Pleasing God, Making Disciples of Jesus Christ

He Will Do It Again

Psalm 4:1 – Answer me when I call, O God of my righteousness! You have given me relief when I was in distress. Be gracious to me and hear my prayer!”

 

THEME OF THE DAY. HE WILL DO IT AGAIN. Humans are creatures of habit.  It doesn’t take long to look into our lives and see this is true.  I see it every Sunday.  From my vantage point of standing in the pulpit, looking out over my congregation, I am able to take “visible” attendance by where people usually sit.  Most people gravitate to the same pew area each week.  Yes, we are creatures of habit and routines.  We also are creatures prone to forget things.  And particularly as Christians, we are God’s children who tend to forget His faithfulness when facing still yet another challenge in our lives tempting us to fret, worry, and be engulfed with fear and unbelief.  Instead of immediately looking through the circumstances to the faithful God in the circumstance, we wallow in worry and fear.

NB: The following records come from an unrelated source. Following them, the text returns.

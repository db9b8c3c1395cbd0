use rand::rng;
use rand::seq::SliceRandom;
use std::fmt;
use std::sync::Arc;

use exam_core::Clock;
use exam_core::model::{
    AssemblyError, ExamType, Question, Selection, Session, SessionStatus, UserId,
    validate_selections,
};
use exam_core::settings::ExamSettings;
use storage::repository::{AttemptHeader, AttemptRepository};

use crate::catalog::Catalog;
use crate::error::SessionError;

/// Non-fatal findings while resolving selections.
#[derive(Debug, Clone, Copy, PartialEq, Eq)]
#[non_exhaustive]
pub enum AssemblyWarning {
    /// The selection resolved to no questions and contributes nothing.
    EmptySelection(Selection),
}

impl fmt::Display for AssemblyWarning {
    fn fmt(&self, f: &mut fmt::Formatter<'_>) -> fmt::Result {
        match self {
            AssemblyWarning::EmptySelection(selection) => {
                write!(f, "no questions for selection {selection}")
            }
        }
    }
}

/// A freshly built session with the questions it was built from.
#[derive(Debug, Clone, PartialEq, Eq)]
pub struct Assembled {
    pub session: Session,
    pub questions: Vec<Question>,
    pub warnings: Vec<AssemblyWarning>,
}

/// Builds sessions from subject/year selections.
#[derive(Clone)]
pub struct SessionAssembler {
    clock: Clock,
    settings: Arc<ExamSettings>,
    catalog: Catalog,
    attempts: Arc<dyn AttemptRepository>,
    shuffle_within_selection: bool,
}

fn shuffle_in_place(questions: &mut [Question]) {
    let mut rng = rng();
    questions.shuffle(&mut rng);
}

impl SessionAssembler {
    #[must_use]
    pub fn new(
        clock: Clock,
        settings: Arc<ExamSettings>,
        catalog: Catalog,
        attempts: Arc<dyn AttemptRepository>,
    ) -> Self {
        Self {
            clock,
            settings,
            catalog,
            attempts,
            shuffle_within_selection: false,
        }
    }

    /// Shuffle each selection's questions before concatenation. Off by default;
    /// selection order is always kept.
    #[must_use]
    pub fn with_shuffle_within_selection(mut self, shuffle: bool) -> Self {
        self.shuffle_within_selection = shuffle;
        self
    }

    async fn resolve(
        &self,
        exam_type: &ExamType,
        selections: &[Selection],
    ) -> Result<(Vec<Question>, Vec<AssemblyWarning>), SessionError> {
        let mut questions = Vec::new();
        let mut warnings = Vec::new();
        for selection in selections {
            let mut found = self
                .catalog
                .questions_for(exam_type, selection.subject_id, selection.year)
                .await?;
            if found.is_empty() {
                tracing::warn!(%exam_type, %selection, "selection resolved to no questions");
                warnings.push(AssemblyWarning::EmptySelection(*selection));
                continue;
            }
            if self.shuffle_within_selection {
                shuffle_in_place(&mut found);
            }
            questions.append(&mut found);
        }
        if questions.is_empty() {
            return Err(AssemblyError::NoQuestions.into());
        }
        Ok((questions, warnings))
    }

    async fn persist(&self, session: &Session) -> Result<(), SessionError> {
        self.attempts
            .save_attempt(&AttemptHeader::from_session(session))
            .await?;
        self.attempts
            .replace_answer_sheet(session.id(), session.answers())
            .await?;
        Ok(())
    }

    /// Resolve the selections and persist a new `Created` session with a
    /// blank answer sheet and the exam's default time budget.
    ///
    /// # Errors
    ///
    /// Returns `SessionError::Validation` if selections are empty, repeated or
    /// all resolve to nothing, `SessionError::Catalog` if content cannot be
    /// fetched, or `SessionError::Storage` if the attempt cannot be stored.
    pub async fn assemble(
        &self,
        user_id: UserId,
        exam_type: ExamType,
        selections: Vec<Selection>,
    ) -> Result<Assembled, SessionError> {
        validate_selections(&selections)?;
        let (questions, warnings) = self.resolve(&exam_type, &selections).await?;

        let now = self.clock.now();
        let id = self.attempts.create_attempt(&user_id, &exam_type, now).await?;
        let budget = self.settings.budget_for(&exam_type);
        let session = Session::assemble(
            id,
            user_id,
            exam_type,
            selections,
            &questions,
            budget,
            now,
        )?;
        self.persist(&session).await?;

        tracing::info!(
            session = %session.id(),
            questions = session.len(),
            warnings = warnings.len(),
            budget_secs = budget,
            "session assembled"
        );
        Ok(Assembled {
            session,
            questions,
            warnings,
        })
    }

    /// Replace the selections of a session that has not started.
    ///
    /// The answer sheet is rebuilt and the countdown restarts from a fresh
    /// default budget.
    ///
    /// # Errors
    ///
    /// Same conditions as [`SessionAssembler::assemble`], plus
    /// `AssemblyError::AlreadyStarted` if the session is past `Created`.
    pub async fn switch_selections(
        &self,
        mut session: Session,
        selections: Vec<Selection>,
    ) -> Result<Assembled, SessionError> {
        if session.status() != SessionStatus::Created {
            return Err(AssemblyError::AlreadyStarted(session.status()).into());
        }
        validate_selections(&selections)?;
        let (questions, warnings) = self.resolve(session.exam_type(), &selections).await?;
        let budget = self.settings.budget_for(session.exam_type());
        session.switch_selections(selections, &questions, budget)?;
        self.persist(&session).await?;

        tracing::info!(
            session = %session.id(),
            questions = session.len(),
            "session selections switched"
        );
        Ok(Assembled {
            session,
            questions,
            warnings,
        })
    }
}

#[cfg(test)]
mod tests {
    use super::*;
    use crate::error::ValidationError;
    use exam_core::model::{QuestionId, SubjectId};
    use exam_core::time::fixed_clock;
    use storage::repository::{InMemoryRepository, QuestionRepository};

    fn utme() -> ExamType {
        ExamType::new("utme").unwrap()
    }

    fn question(id: u64, subject: u64, year: u16) -> Question {
        Question::new(
            QuestionId::new(id),
            SubjectId::new(subject),
            format!("Subject {subject}"),
            year,
            utme(),
            format!("Q{id}"),
            vec!["a".into(), "b".into(), "c".into()],
            0,
            None,
        )
        .unwrap()
    }

    async fn assembler() -> (SessionAssembler, InMemoryRepository) {
        let repo = InMemoryRepository::new();
        for q in [
            question(1, 1, 2020),
            question(2, 1, 2020),
            question(3, 2, 2020),
            question(4, 2, 2021),
        ] {
            repo.upsert_question(&q).await.unwrap();
        }
        let assembler = SessionAssembler::new(
            fixed_clock(),
            Arc::new(ExamSettings::standard()),
            Catalog::new(Arc::new(repo.clone())),
            Arc::new(repo.clone()),
        );
        (assembler, repo)
    }

    #[tokio::test]
    async fn questions_follow_selection_order() {
        let (assembler, repo) = assembler().await;
        let out = assembler
            .assemble(
                UserId::new("u1").unwrap(),
                utme(),
                vec![
                    Selection::new(SubjectId::new(2), 2020),
                    Selection::new(SubjectId::new(1), 2020),
                ],
            )
            .await
            .unwrap();

        let ids: Vec<u64> = out.session.question_ids().iter().map(|q| q.value()).collect();
        assert_eq!(ids, vec![3, 1, 2]);
        assert_eq!(out.session.status(), SessionStatus::Created);
        assert_eq!(out.session.remaining_secs(), 7_200);
        assert!(out.warnings.is_empty());

        let header = repo.get_attempt(out.session.id()).await.unwrap();
        assert_eq!(header.total_questions, 3);
        assert_eq!(header.selections, out.session.selections());
    }

    #[tokio::test]
    async fn empty_selection_is_a_warning_not_a_failure() {
        let (assembler, _) = assembler().await;
        let missing = Selection::new(SubjectId::new(9), 2020);
        let out = assembler
            .assemble(
                UserId::new("u1").unwrap(),
                utme(),
                vec![missing, Selection::new(SubjectId::new(1), 2020)],
            )
            .await
            .unwrap();
        assert_eq!(out.warnings, vec![AssemblyWarning::EmptySelection(missing)]);
        assert_eq!(out.session.len(), 2);
    }

    #[tokio::test]
    async fn rejects_empty_and_unresolvable_selections() {
        let (assembler, _) = assembler().await;
        let err = assembler
            .assemble(UserId::new("u1").unwrap(), utme(), Vec::new())
            .await
            .unwrap_err();
        assert!(matches!(
            err,
            SessionError::Validation(ValidationError::Assembly(AssemblyError::EmptySelection))
        ));

        let err = assembler
            .assemble(
                UserId::new("u1").unwrap(),
                utme(),
                vec![Selection::new(SubjectId::new(9), 1990)],
            )
            .await
            .unwrap_err();
        assert!(matches!(
            err,
            SessionError::Validation(ValidationError::Assembly(AssemblyError::NoQuestions))
        ));
    }

    #[tokio::test]
    async fn shuffle_keeps_selection_blocks_together() {
        let (assembler, _) = assembler().await;
        let assembler = assembler.with_shuffle_within_selection(true);
        let out = assembler
            .assemble(
                UserId::new("u1").unwrap(),
                utme(),
                vec![
                    Selection::new(SubjectId::new(1), 2020),
                    Selection::new(SubjectId::new(2), 2021),
                ],
            )
            .await
            .unwrap();
        let ids: Vec<u64> = out.session.question_ids().iter().map(|q| q.value()).collect();
        assert_eq!(ids.len(), 3);
        assert_eq!(ids[2], 4);
        let mut first_block = ids[..2].to_vec();
        first_block.sort_unstable();
        assert_eq!(first_block, vec![1, 2]);
    }

    #[tokio::test]
    async fn switching_selections_resets_the_budget() {
        let (assembler, _) = assembler().await;
        let out = assembler
            .assemble(
                UserId::new("u1").unwrap(),
                utme(),
                vec![Selection::new(SubjectId::new(1), 2020)],
            )
            .await
            .unwrap();
        let id = out.session.id();

        let switched = assembler
            .switch_selections(out.session, vec![Selection::new(SubjectId::new(2), 2021)])
            .await
            .unwrap();
        assert_eq!(switched.session.id(), id);
        assert_eq!(switched.session.question_ids(), &[QuestionId::new(4)]);
        assert_eq!(switched.session.remaining_secs(), 7_200);
        assert_eq!(switched.session.answers().len(), 1);
    }
}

We forget God has proven to be faithful to help us in the past when facing other trying circumstances.

 

In today’s scripture, David offers us the help we need in this area of spiritual amnesia.  Let’s consider what he models for us that will move us from fretting in unbelief to rejoicing in faith when the next trying situation comes our way.

 

David prays. And he prays urgently, fervently, and relationally.  You may say, “Jim, I do pray in tough circumstances.” I am sure you do.  I do too, but more often it is a prayer for immediate deliverance from the suffering situation or to change the circumstance.  Both directed to my personal peace and comfort. David isn’t praying in that direction.  There is a difference between an urgent prayer of “Help, Lord, deliver me from this situation.” and David’s prayer.  Notice what he does.  After the child-like prayer for a listening eye from God – “Answer me”, he tells the Lord, You have given me relief when I was in distress”.  There are two reasons for this.

 

First, by praying to the Lord “You have given me relief when I was in distress”, David is taking control of his intense emotional state of distress and disciplining his heart and mind to remember God’s past faithfulness to him.  This is so important for us because in the heat of a tough situation charged with emotions, we tend to focus on the pain and the situation instead of remembering our faithful God.  The Christian life, even the praying life, begins in the discipline of the mind. As we think so we pray and live.  And if our thinking is under the control of our emotions instead of our thinking controlling our emotions, we will be all over the place spiritually – unstable as water.

 

Next, David pleaded to the Lord to answer Him according to His character – faithfulness; “You have given me relief when I was in distress”.  Did God need to be reminded by David that He had been his source of relief in the past?  Of course not, but for some reason, God delights in His people praying to Him in remembrance of His attributes and character.  Read the Psalms, even the prayer of Jesus in John 17 and the Apostle Paul’s prayers.  We will find time after time of the petitioner stating God’s character traits back to Him.  Again, this isn’t to get God to remember.  He forgets nothing.  It is to orient the praying person off their situation, circumstance, and trial and onto the God who is faithful and has proven Himself faithful time and time again in the lives of His people.

 

Yes, God is faithful.  He will be our source of strength in every situation and circumstance.  He has proven it many times in the past.  And He will do it again.  Trust Him and prove our trust by praying as David models for us.

 

PRAYER: “Lord, help me always to remember Your past faithfulness to me.”

 

QUOTE: “When tempted to worry in the present quickly remember God’s faithfulness in the past.”